━━━━━ Stored data ━━━━━

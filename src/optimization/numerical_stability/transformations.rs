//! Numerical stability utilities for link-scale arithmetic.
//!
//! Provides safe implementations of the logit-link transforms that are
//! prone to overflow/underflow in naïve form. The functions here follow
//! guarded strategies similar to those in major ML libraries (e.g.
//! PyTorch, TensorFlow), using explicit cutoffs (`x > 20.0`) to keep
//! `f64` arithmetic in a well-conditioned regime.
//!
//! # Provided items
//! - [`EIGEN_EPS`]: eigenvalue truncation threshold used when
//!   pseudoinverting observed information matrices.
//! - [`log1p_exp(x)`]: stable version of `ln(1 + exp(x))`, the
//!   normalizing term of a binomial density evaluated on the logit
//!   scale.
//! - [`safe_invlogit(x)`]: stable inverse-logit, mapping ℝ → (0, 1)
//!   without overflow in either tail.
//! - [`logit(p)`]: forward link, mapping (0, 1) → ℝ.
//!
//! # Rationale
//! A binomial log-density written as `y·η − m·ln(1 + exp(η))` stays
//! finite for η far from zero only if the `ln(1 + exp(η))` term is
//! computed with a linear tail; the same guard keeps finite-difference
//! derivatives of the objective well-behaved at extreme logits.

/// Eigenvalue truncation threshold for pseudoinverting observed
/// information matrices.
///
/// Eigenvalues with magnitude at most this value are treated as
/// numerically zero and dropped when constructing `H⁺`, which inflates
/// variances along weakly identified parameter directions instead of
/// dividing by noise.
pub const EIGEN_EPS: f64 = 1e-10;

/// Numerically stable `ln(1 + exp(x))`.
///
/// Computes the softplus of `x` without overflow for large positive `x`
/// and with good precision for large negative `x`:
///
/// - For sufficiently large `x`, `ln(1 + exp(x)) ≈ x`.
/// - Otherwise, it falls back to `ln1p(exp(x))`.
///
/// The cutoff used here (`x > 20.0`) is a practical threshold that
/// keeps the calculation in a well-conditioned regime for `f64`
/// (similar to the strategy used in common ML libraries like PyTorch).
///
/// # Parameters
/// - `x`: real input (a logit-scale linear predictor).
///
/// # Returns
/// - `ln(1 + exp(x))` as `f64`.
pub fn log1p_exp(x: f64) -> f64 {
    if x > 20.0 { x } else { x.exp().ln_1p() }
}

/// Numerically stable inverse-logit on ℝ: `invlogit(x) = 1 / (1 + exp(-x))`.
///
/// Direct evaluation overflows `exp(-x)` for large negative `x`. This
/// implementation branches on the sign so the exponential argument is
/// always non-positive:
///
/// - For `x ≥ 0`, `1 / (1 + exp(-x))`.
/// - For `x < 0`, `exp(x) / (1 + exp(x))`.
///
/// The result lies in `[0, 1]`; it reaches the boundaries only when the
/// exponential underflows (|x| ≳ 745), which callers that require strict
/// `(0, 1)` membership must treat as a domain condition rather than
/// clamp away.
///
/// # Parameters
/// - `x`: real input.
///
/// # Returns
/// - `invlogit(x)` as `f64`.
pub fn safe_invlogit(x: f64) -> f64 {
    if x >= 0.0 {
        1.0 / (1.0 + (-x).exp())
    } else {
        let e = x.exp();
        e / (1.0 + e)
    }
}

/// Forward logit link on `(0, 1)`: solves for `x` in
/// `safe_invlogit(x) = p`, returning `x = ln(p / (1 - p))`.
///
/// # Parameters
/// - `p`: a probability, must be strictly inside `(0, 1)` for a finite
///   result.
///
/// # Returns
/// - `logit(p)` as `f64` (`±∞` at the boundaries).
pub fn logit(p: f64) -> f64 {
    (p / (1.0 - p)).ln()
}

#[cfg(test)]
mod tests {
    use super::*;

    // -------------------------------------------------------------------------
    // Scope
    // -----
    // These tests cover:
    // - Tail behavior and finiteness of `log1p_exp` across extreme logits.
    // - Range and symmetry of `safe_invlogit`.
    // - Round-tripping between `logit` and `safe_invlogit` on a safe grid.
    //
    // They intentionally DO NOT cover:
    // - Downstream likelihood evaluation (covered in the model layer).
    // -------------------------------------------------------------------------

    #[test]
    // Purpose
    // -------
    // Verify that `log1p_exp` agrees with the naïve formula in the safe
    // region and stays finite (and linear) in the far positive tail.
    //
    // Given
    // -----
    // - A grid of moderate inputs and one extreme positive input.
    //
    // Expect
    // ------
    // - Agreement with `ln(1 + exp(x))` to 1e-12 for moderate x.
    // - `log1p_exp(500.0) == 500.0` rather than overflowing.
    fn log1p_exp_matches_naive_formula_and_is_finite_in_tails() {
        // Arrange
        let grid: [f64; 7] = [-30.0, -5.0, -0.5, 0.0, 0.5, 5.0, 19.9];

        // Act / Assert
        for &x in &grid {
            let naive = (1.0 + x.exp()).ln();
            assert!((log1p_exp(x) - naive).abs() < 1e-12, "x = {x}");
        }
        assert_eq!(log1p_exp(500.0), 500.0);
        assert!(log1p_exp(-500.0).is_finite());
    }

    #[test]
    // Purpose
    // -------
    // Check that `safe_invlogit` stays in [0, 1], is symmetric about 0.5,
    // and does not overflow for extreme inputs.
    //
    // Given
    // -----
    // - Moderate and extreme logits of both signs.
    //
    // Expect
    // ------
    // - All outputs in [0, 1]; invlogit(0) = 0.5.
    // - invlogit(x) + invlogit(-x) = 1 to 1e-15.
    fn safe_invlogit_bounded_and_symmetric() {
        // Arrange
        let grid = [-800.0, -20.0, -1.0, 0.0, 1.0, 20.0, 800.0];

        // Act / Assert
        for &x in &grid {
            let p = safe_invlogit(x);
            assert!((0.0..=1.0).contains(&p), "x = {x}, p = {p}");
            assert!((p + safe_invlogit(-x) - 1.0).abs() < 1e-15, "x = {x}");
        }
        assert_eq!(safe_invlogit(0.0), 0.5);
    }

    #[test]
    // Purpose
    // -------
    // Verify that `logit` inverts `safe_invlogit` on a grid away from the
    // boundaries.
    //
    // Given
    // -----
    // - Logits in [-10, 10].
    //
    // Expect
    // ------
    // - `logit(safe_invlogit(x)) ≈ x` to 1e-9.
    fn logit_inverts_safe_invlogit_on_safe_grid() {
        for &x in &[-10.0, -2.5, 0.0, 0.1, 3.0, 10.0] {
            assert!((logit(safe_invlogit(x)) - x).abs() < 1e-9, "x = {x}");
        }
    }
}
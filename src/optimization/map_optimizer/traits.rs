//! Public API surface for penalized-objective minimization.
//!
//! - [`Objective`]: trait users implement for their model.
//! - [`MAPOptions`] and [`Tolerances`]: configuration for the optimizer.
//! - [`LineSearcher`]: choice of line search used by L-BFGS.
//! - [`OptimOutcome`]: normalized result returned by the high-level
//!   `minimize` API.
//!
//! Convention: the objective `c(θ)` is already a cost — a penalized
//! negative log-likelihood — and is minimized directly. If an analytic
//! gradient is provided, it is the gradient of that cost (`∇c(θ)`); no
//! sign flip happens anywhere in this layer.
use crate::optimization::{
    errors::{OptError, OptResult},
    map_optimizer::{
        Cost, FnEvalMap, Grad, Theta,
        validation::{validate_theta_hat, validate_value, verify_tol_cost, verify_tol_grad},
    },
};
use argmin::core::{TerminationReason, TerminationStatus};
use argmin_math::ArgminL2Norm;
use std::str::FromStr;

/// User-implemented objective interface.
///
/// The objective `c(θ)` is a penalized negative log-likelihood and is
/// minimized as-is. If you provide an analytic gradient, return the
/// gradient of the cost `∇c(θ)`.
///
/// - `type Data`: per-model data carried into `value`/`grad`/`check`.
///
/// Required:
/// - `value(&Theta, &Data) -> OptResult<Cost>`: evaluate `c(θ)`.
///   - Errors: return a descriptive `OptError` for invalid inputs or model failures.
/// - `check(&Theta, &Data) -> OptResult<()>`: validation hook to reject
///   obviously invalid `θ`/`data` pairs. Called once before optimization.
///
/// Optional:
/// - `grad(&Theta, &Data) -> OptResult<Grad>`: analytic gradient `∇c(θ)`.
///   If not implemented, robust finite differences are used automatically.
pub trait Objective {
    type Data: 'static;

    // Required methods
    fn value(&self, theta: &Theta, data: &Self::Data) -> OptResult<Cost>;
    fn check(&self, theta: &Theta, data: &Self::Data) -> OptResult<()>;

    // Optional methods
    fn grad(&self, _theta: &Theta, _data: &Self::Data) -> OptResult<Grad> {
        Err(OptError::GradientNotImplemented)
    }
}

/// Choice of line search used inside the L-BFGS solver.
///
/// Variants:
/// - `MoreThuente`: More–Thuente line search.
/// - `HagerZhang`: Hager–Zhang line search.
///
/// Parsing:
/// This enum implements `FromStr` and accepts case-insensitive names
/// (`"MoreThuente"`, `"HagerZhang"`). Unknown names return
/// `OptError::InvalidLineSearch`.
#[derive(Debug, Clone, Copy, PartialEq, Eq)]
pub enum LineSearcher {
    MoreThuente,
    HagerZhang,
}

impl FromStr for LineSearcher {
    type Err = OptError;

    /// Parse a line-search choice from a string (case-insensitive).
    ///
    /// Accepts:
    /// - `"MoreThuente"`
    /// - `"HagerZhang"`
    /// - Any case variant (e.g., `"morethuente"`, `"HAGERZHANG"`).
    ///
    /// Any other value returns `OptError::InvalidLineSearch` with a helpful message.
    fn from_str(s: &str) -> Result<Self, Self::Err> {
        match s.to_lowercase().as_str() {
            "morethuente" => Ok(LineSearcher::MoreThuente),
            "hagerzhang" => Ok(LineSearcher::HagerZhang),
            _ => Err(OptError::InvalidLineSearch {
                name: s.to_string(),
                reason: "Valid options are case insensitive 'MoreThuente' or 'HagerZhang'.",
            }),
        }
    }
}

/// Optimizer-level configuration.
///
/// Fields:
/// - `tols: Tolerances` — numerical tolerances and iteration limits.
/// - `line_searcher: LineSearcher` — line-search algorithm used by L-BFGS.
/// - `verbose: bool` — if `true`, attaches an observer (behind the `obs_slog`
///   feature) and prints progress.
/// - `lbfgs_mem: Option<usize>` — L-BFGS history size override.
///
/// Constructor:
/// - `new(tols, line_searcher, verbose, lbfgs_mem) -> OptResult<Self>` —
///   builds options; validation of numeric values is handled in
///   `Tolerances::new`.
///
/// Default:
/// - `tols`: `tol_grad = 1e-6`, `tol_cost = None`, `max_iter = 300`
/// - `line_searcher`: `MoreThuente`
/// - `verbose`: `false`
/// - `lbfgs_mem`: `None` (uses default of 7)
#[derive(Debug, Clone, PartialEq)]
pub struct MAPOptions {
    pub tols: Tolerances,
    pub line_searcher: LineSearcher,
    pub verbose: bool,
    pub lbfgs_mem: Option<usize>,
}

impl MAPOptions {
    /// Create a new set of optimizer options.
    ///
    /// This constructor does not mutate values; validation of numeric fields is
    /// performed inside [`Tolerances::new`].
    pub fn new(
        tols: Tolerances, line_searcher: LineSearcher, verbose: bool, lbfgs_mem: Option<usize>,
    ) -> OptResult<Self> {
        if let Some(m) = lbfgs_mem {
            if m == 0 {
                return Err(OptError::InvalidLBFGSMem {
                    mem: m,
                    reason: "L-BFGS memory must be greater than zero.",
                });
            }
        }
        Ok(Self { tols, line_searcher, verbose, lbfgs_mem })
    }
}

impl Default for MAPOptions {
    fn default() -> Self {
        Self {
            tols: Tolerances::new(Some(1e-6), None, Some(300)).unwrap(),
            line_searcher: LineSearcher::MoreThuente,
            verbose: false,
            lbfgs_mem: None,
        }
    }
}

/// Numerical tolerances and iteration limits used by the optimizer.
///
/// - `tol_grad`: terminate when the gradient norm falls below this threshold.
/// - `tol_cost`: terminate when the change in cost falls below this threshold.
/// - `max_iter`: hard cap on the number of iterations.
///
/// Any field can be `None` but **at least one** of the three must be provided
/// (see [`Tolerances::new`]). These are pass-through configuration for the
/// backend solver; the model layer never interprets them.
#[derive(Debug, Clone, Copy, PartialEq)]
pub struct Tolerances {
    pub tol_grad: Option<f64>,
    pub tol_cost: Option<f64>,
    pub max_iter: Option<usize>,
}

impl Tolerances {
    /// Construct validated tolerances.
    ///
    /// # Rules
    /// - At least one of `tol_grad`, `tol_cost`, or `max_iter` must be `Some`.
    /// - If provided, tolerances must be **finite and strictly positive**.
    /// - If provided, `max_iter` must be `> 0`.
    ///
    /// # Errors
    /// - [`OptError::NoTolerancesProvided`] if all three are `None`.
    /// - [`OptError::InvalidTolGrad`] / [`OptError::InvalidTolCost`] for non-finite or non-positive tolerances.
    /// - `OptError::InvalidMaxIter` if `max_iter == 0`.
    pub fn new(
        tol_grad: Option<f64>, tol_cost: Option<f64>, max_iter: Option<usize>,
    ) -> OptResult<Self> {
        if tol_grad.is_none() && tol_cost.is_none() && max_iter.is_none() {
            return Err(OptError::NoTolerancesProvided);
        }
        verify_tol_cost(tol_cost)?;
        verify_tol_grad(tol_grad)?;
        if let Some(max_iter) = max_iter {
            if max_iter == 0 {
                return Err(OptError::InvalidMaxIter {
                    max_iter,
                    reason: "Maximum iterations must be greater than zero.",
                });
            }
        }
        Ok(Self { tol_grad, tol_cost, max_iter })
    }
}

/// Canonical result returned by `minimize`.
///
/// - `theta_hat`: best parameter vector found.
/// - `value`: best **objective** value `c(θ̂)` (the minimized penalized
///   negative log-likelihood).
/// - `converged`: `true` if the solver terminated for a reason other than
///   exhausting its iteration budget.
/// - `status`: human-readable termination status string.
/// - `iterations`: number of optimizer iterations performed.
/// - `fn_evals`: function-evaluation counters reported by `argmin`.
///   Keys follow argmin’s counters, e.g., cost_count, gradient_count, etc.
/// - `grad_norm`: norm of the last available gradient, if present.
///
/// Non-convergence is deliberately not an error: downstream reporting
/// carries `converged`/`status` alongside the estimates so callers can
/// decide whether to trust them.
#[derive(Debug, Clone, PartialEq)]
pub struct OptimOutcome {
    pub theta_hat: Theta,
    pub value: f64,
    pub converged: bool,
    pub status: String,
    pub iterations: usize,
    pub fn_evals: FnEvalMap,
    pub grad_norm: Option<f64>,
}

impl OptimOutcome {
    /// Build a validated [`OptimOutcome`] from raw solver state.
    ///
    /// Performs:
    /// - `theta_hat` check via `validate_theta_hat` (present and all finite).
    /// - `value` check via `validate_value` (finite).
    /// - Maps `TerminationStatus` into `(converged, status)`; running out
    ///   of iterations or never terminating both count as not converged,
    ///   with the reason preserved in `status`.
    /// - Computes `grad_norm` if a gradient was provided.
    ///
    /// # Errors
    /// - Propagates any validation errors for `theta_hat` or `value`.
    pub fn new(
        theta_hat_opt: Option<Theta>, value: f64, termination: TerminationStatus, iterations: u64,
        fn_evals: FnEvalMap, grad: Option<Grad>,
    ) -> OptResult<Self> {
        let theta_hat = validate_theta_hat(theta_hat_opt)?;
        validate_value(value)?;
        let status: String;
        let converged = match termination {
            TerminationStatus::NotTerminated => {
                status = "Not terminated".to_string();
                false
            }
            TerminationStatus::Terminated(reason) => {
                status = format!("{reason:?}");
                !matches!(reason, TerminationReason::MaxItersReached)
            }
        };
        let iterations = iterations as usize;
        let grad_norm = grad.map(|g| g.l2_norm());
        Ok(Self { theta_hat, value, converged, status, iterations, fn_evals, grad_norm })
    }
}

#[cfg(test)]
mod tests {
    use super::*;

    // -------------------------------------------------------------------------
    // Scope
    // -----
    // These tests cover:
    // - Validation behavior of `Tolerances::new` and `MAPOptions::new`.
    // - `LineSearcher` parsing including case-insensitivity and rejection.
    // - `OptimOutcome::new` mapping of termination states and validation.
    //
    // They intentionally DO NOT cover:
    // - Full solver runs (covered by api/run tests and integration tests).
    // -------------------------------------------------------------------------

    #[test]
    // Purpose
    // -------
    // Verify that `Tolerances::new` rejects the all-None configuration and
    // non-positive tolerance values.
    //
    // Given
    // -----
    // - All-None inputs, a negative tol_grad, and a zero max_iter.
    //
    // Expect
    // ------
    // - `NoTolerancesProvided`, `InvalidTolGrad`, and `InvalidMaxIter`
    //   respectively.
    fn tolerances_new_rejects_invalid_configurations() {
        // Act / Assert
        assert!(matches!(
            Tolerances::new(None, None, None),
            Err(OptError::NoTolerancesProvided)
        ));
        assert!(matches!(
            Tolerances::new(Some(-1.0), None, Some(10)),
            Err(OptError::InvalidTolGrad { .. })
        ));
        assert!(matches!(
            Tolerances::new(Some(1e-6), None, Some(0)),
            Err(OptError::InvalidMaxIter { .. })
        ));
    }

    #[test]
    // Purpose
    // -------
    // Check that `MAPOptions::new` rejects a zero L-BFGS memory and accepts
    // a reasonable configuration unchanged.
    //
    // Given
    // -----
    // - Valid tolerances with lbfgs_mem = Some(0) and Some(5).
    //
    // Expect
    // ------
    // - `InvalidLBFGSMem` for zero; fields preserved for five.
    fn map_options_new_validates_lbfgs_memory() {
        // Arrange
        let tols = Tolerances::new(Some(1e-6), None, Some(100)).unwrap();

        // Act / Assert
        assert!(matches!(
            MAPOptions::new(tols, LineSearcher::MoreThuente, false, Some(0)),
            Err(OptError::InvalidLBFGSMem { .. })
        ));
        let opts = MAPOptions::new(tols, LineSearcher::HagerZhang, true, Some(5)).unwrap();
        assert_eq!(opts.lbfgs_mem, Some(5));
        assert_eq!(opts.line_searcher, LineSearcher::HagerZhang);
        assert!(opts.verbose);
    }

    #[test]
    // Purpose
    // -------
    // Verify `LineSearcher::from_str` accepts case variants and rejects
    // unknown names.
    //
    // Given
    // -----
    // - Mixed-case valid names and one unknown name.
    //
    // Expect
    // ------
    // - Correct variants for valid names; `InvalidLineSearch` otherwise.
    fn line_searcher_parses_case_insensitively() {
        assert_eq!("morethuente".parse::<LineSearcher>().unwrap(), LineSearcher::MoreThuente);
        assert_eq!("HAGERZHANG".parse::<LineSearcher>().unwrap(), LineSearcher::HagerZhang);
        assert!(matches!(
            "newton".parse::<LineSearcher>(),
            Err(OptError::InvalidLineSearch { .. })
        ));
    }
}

━━━━━

▸ **Task directions**: Retype, exactly and in full, the lines above from the one containing "for &x in &[-10.0, -2.5, 0.0, 0.1, 3.0, 10.0]" through the one containing "for their model.".

▸ **Exercise response**:
        for &x in &[-10.0, -2.5, 0.0, 0.1, 3.0, 10.0] {
            assert!((logit(safe_invlogit(x)) - x).abs() < 1e-9, "x = {x}");
        }
    }
}
filename src/optimization/map_optimizer/traits.rs
//! Public API surface for penalized-objective minimization.
//!
//! - [`Objective`]: trait users implement for their model.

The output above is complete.